[Materials provided]
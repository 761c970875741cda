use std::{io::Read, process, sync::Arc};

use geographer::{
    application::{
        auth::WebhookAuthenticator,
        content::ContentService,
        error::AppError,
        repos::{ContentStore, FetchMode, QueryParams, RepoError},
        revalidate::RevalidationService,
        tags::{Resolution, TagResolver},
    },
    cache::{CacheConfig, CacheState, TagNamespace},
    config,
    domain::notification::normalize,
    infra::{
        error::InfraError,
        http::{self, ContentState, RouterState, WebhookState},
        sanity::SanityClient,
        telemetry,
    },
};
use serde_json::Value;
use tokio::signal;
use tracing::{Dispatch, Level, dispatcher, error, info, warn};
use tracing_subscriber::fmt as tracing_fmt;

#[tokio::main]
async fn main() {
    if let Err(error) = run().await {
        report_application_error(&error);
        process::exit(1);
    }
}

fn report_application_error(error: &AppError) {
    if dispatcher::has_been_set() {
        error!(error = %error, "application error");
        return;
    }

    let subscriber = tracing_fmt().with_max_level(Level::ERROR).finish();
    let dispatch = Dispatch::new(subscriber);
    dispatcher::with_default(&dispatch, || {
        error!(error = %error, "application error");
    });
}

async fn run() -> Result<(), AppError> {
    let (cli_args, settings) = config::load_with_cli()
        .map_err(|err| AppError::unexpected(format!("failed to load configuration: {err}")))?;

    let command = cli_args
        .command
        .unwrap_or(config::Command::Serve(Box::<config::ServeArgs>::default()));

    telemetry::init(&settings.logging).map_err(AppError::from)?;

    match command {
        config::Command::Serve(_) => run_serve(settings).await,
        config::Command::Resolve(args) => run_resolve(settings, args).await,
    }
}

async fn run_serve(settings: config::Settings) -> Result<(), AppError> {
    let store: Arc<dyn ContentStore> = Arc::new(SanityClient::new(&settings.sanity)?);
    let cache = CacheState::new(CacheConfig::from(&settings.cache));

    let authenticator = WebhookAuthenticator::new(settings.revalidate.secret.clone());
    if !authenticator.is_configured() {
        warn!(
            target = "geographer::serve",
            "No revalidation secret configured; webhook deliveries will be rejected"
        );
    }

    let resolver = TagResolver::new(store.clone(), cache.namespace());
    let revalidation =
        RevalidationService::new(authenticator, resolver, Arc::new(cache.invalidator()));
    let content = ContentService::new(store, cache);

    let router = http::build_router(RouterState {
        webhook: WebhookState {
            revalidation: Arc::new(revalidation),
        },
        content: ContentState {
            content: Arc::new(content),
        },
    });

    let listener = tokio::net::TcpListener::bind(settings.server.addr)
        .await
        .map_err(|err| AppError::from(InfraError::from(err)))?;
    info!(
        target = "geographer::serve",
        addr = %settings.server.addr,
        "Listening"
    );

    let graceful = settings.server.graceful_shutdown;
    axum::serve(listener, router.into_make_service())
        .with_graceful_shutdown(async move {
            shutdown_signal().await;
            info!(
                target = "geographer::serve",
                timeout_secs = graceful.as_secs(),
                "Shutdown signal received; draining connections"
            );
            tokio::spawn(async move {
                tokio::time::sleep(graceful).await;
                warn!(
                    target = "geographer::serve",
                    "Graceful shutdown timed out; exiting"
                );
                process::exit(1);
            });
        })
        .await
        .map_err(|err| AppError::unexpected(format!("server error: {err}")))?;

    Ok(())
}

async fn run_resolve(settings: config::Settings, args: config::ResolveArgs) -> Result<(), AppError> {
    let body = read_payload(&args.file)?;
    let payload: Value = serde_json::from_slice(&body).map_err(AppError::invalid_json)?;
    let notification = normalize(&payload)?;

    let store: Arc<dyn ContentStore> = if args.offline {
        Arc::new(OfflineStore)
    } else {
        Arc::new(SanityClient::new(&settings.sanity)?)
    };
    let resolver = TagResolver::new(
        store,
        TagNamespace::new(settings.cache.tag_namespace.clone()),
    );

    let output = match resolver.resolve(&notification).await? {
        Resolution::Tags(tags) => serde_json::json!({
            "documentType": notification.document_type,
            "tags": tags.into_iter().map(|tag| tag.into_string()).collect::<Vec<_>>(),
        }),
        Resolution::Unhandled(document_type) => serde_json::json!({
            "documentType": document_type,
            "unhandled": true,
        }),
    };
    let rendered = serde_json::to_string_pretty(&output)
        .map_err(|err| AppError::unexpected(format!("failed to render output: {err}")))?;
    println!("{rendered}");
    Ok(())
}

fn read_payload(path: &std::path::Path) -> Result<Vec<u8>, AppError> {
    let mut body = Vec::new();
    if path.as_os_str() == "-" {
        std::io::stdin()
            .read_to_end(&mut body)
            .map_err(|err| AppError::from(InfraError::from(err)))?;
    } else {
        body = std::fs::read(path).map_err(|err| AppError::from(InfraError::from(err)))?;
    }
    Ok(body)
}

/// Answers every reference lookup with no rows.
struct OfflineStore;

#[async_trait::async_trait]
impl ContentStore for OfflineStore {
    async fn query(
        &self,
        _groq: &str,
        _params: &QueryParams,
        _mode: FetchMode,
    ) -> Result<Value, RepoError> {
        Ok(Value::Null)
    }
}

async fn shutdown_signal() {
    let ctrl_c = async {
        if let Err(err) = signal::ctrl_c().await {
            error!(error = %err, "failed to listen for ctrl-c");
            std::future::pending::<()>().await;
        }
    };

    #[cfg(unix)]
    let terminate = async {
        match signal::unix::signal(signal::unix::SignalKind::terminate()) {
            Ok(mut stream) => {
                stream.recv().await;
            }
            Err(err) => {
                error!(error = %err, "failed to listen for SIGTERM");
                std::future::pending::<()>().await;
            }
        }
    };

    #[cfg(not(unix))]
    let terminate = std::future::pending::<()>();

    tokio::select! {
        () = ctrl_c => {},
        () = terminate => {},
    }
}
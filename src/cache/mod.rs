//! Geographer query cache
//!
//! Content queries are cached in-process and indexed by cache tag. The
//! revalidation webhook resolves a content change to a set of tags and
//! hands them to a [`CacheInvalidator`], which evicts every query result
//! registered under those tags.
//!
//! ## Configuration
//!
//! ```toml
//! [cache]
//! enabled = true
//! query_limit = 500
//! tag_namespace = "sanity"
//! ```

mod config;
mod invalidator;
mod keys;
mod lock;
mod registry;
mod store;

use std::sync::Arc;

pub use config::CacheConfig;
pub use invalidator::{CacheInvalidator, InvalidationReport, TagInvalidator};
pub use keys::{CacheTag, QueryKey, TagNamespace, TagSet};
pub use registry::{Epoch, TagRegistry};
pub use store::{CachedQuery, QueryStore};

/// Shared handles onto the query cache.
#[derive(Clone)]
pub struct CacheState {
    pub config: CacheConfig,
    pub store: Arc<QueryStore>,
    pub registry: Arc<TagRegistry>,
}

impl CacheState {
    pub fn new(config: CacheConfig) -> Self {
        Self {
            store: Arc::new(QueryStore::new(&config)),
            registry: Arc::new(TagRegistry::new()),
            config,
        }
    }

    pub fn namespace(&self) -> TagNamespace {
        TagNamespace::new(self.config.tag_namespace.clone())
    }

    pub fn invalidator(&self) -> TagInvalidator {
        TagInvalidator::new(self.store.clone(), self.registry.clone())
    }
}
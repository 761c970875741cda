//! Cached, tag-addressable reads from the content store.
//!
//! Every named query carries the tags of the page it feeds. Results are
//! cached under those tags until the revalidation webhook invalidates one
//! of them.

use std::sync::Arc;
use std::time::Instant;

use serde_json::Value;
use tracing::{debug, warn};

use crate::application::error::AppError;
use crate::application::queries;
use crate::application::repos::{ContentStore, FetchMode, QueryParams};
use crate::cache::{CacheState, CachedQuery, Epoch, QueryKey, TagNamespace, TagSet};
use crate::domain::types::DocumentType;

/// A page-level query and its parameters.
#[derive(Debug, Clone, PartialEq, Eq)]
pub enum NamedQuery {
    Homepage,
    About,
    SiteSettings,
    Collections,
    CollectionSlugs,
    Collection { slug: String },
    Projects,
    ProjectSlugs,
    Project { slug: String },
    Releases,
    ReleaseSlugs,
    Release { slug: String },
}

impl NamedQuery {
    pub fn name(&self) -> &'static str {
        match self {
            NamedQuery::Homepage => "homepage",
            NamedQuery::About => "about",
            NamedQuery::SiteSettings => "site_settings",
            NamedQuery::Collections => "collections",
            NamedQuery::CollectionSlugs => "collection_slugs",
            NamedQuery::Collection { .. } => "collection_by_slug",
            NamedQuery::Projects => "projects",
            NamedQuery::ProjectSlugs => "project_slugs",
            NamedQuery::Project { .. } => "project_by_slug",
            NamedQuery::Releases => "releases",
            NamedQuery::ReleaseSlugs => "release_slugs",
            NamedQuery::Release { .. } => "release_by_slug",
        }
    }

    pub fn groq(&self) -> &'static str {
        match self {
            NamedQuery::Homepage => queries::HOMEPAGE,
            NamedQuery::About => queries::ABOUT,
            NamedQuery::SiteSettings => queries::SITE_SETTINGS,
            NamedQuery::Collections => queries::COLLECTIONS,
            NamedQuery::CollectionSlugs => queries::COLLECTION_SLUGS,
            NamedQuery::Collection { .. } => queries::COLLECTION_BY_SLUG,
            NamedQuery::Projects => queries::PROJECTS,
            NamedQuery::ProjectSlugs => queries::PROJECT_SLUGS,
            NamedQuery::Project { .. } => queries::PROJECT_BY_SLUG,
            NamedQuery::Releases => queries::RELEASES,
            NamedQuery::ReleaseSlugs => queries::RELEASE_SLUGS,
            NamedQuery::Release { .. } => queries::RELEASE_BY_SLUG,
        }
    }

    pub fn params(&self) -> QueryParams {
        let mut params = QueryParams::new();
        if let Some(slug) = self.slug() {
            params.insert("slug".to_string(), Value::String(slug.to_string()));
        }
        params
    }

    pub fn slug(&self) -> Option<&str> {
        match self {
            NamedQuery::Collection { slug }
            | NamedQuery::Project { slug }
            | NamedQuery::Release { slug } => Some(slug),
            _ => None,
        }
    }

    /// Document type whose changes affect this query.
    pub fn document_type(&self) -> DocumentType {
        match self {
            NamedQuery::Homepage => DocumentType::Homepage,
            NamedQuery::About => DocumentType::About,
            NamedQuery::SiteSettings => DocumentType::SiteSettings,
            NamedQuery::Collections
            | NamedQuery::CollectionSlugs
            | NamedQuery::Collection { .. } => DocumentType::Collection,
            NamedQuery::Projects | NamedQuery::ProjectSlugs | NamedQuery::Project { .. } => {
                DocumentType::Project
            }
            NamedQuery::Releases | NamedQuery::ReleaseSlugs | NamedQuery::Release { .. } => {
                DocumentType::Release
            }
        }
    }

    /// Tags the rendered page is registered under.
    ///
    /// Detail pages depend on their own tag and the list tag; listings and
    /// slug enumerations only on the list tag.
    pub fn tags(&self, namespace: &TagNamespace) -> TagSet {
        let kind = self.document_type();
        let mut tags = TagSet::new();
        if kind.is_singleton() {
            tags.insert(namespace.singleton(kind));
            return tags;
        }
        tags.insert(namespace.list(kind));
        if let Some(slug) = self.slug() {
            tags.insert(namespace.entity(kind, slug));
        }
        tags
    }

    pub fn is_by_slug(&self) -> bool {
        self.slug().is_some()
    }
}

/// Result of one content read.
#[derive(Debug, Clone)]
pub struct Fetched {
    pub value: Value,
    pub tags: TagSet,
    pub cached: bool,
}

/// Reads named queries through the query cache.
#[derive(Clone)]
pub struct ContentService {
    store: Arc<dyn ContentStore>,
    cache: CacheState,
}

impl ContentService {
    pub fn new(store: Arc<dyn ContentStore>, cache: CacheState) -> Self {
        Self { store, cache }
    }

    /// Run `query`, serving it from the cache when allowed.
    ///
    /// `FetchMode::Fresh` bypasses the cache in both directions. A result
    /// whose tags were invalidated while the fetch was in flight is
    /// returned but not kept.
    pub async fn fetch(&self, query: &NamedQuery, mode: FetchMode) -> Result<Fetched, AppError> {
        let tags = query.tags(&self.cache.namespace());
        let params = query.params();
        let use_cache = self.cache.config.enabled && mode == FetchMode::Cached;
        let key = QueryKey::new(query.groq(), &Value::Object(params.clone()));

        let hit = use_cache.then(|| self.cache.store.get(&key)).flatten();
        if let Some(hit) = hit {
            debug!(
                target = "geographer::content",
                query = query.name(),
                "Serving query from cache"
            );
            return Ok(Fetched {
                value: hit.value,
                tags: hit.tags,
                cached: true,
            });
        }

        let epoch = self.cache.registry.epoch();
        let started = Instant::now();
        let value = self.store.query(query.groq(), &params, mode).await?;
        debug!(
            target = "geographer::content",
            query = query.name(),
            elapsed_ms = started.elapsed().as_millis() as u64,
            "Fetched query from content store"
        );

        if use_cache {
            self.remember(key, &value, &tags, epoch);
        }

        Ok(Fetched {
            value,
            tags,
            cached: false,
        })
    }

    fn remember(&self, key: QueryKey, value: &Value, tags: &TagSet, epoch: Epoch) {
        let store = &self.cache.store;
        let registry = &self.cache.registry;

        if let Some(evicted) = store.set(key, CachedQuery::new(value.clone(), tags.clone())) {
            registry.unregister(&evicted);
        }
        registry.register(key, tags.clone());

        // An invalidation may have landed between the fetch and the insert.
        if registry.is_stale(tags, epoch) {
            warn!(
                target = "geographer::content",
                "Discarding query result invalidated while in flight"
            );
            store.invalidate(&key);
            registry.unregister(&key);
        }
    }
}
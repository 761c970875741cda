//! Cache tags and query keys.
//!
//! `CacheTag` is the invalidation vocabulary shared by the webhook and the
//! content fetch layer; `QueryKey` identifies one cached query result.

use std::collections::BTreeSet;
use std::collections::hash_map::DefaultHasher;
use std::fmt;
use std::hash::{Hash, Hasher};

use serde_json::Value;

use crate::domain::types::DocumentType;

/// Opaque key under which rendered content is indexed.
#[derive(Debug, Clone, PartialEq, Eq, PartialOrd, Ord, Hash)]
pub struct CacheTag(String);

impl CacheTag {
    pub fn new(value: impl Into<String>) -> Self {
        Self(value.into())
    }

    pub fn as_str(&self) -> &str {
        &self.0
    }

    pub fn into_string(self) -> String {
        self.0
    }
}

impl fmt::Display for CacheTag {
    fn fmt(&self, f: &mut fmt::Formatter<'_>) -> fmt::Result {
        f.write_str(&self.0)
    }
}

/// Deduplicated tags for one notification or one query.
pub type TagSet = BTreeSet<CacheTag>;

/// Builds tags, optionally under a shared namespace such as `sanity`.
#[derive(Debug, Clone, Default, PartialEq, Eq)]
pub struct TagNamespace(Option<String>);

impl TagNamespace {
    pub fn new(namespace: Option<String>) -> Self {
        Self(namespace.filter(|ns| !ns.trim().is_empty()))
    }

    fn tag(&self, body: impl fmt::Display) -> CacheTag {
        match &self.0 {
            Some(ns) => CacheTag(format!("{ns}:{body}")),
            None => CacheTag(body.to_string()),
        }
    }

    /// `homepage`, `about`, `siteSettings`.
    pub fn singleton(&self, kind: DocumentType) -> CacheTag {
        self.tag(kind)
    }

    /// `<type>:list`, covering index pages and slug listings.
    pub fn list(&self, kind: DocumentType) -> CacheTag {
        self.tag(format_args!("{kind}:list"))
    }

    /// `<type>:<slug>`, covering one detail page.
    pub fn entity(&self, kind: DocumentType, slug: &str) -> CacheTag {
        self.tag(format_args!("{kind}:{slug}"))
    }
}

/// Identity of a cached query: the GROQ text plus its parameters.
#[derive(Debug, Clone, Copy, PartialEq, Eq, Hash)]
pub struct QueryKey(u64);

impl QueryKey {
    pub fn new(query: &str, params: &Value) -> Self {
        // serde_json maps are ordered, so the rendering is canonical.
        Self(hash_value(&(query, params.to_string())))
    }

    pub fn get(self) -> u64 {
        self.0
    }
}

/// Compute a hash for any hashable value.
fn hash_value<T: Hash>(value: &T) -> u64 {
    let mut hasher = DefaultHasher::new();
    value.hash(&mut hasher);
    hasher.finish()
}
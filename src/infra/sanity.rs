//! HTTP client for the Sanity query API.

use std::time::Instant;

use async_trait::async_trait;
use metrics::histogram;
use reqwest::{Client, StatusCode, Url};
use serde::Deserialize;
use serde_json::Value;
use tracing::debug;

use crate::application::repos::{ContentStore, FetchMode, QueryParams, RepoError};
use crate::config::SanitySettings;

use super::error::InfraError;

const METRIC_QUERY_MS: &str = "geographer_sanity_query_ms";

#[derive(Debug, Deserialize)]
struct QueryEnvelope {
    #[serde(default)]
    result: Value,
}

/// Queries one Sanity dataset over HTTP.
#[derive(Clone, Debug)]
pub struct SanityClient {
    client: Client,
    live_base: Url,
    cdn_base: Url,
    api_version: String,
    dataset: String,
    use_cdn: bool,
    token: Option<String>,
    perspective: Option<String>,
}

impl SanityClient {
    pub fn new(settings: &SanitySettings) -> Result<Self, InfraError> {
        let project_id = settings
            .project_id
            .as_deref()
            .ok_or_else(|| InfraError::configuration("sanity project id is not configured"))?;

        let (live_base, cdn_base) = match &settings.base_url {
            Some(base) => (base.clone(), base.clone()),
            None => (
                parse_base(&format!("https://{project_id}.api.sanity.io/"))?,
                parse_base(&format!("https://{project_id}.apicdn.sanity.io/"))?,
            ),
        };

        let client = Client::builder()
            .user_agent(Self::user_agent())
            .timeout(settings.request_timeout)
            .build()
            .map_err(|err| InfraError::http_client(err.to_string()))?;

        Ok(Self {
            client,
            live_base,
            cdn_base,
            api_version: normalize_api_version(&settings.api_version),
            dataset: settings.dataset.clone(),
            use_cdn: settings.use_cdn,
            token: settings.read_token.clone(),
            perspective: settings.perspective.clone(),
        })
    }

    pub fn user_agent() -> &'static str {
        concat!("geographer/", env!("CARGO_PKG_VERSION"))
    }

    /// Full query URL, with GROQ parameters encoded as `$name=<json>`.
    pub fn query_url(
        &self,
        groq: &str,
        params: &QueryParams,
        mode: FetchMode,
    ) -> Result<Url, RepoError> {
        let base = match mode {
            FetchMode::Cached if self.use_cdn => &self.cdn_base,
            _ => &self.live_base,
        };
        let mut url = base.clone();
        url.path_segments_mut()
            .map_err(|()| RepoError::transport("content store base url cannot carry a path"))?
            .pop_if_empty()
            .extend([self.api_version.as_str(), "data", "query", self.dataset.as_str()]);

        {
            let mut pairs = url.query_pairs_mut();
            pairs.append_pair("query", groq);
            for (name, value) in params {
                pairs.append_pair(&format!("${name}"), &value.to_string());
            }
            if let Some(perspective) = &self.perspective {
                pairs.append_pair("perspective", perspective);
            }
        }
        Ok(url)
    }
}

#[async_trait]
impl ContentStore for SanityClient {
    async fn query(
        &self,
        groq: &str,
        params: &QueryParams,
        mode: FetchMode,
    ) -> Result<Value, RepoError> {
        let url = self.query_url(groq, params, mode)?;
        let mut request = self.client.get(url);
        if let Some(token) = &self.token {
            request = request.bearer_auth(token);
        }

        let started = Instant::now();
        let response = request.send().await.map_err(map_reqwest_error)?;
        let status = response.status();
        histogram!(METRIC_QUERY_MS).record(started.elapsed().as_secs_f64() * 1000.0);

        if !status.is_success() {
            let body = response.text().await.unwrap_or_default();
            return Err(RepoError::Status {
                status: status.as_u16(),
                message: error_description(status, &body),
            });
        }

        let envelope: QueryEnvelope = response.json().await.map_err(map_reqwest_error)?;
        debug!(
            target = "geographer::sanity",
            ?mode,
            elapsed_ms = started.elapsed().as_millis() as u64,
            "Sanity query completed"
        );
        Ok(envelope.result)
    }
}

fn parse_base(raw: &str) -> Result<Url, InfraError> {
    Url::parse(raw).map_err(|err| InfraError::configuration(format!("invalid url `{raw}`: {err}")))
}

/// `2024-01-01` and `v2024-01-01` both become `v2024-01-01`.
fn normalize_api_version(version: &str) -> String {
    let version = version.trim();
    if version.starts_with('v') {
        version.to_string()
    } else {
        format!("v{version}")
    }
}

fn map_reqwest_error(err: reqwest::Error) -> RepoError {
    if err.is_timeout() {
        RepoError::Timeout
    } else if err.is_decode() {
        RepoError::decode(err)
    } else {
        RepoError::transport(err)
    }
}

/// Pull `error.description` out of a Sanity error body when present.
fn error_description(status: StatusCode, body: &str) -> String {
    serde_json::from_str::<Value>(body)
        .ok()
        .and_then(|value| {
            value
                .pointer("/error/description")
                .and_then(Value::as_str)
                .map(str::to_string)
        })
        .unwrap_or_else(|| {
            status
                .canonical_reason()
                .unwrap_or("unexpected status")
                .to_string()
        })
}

[What you have to do]
Each line containing the word "evicted" must be pulled from the listing and copied.

[Answer to this exercise]
        if let Some(evicted) = store.set(key, CachedQuery::new(value.clone(), tags.clone())) {
            registry.unregister(&evicted);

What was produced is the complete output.